AH... Sarah kan baru bertemu sama saya lagi kan setelah pekan kemarin yang
memecahkan gelas itu... Sebenarnya sensei
juga dimarahi dosen yang lain karena kejadian itu, apalagi soal tumpukan
yang Sarah lihat itu aslinya sudah sensei
selesaikan sejak lama. Sayanya aja
yang malas buat memberikan ke pihak yang terkait soalnya merekanya aja santai,
ya ngapain saya buru-buru setor ke mereka. Merekanya juga lambat” ujar Rika-sensei
tanpa ada perasaan keberatan atau bersalah sama sekali.

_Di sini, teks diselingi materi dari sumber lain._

// Copyright 2026 dictcache Project Authors
//
// Licensed under the Apache License, Version 2.0 (the "License");
// you may not use this file except in compliance with the License.
// You may obtain a copy of the License at
//
//     http://www.apache.org/licenses/LICENSE-2.0
//
// Unless required by applicable law or agreed to in writing, software
// distributed under the License is distributed on an "AS IS" BASIS,
// WITHOUT WARRANTIES OR CONDITIONS OF ANY KIND, either express or implied.
// See the License for the specific language governing permissions and
// limitations under the License.

use std::{borrow::Cow, fmt::Debug};

/// Counter metric operations.
pub trait CounterOps: Send + Sync + 'static + Debug {
    /// Increase record by `val`.
    fn increase(&self, val: u64);
}

/// Gauge metric operations.
pub trait GaugeOps: Send + Sync + 'static + Debug {
    /// Set the record as a absolute value `val`.
    fn absolute(&self, val: u64);
}

/// A vector of counters.
pub trait CounterVecOps: Send + Sync + 'static + Debug {
    /// Get a counter within the vector of counters.
    fn counter(&self, labels: &[Cow<'static, str>]) -> BoxedCounter;
}

/// A vector of gauges.
pub trait GaugeVecOps: Send + Sync + 'static + Debug {
    /// Get a gauge within the vector of gauges.
    fn gauge(&self, labels: &[Cow<'static, str>]) -> BoxedGauge;
}

/// Metrics registry.
pub trait RegistryOps: Send + Sync + 'static + Debug {
    /// Register a vector of counters to the registry.
    fn register_counter_vec(
        &self,
        name: Cow<'static, str>,
        desc: Cow<'static, str>,
        label_names: &'static [&'static str],
    ) -> BoxedCounterVec;

    /// Register a vector of gauges to the registry.
    fn register_gauge_vec(
        &self,
        name: Cow<'static, str>,
        desc: Cow<'static, str>,
        label_names: &'static [&'static str],
    ) -> BoxedGaugeVec;
}

/// Boxed generic counter.
pub type BoxedCounter = Box<dyn CounterOps>;
/// Boxed generic gauge.
pub type BoxedGauge = Box<dyn GaugeOps>;
/// Boxed generic counter vec.
pub type BoxedCounterVec = Box<dyn CounterVecOps>;
/// Boxed generic gauge vec.
pub type BoxedGaugeVec = Box<dyn GaugeVecOps>;
/// Boxed generic registry.
pub type BoxedRegistry = Box<dyn RegistryOps>;

pub(crate) trait Boxer {
    fn boxed(self) -> Box<Self>
    where
        Self: Sized,
    {
        Box::new(self)
    }
}
impl<T> Boxer for T {}

/// Shared metrics model.
pub mod model;
/// Provisioned metrics registries.
pub mod registry;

‘Sensei, sudah kuduga heuheu....’
“Nah,
ayo kita mulai bimbingannya. Habis Sarah masih ada yang mau bimbingan lagi sama
saya.” Lanjut Rika-sensei sambil
memeriksa ragangan skripsi yang telah direvisi sebelumnya.
Bimbingan
dengan Rika-sensei, meski terkadang saya
bingung kalau tiba-tiba ditanya soal isi dari skripsi, selalu menyenangkan
karena beliau selalu memberikan berbagai petunjuk mengenai apa saja yang harus
aku perbaiki. Meskipun begitu, terkadang beliau bisa benar-benar galak kalau aku
mengulangi kesalahan di titik yang seharusnya sudah diperbaiki. Selain itu, bimbingan
semakin seru karena beliau juga tahu gosip yang beredar di antara mahasiswa
sehingga kadang tidak terasa kalau sudah bimbingan selama hampir 45 menit.
Sebelum
pulang, tentu saja aku memberikan gelas yang –kuharap—bisa menjadi pengganti
gelas yang telah kupecahkan sebelum. Wajah Rika-sensei tampak senang saat melihat gelas yang kuberikan—tentu saja
berkat bantuan Dian— dan sesuai dengan selera beliau. Beliau mengucapkan terima
kasih untuk itu dan sebelum aku meninggalkan ruangan beliau, Rika-sensei memberikan sedikit nasihat
kepadaku.
“Sarah,
sensei tahu kamu itu sangat panikan
dan perfeksionis. Sensei tahu Sarah pasti
memikirkan bagaimana cara agar bisa menggantikan gelas yang pecah itu kan?
Bohong kalau sensei bilang sensei nggak apa-apa, soalnya itu ‘kan dikasih dari teman sensei. Bukan karena harganya, tapi
karena sensei tidak bisa menjaga apa yang
sudah dikasih dengan baik... dan yang penting itu Sarah baik-baik saja. Soal
gelas... mau mahal atau murah, yang penting kan fungsinya! Yang bikin mahal tuh
gengsi! Mungkin ini bakal berguna buat Sarah ke depannya, kurangi paniknya! Ingat
kamu tidak sendiri, kan? Toh dengan adanya kejadian ini sensei juga jadi belajar buat tidak menunda-nunda kerjaan lagi,
apalagi kalau sudah selesai. Sudah pulang sana. Kasihan yang lain kelamaan nunggu giliran bimbingan. Hati-hati ya!”
Aku tidak
bisa menanggapi apapun. Hanya bisa menjawab “Baik, sensei. Terima kasih masukannya!”. Namun aku merasa lega karena
ternyata Rika-sensei, meski seeksentrik itu, ternyata sebaik itu.
Mungkin
ini saatnya aku mentraktir Dian makan siang.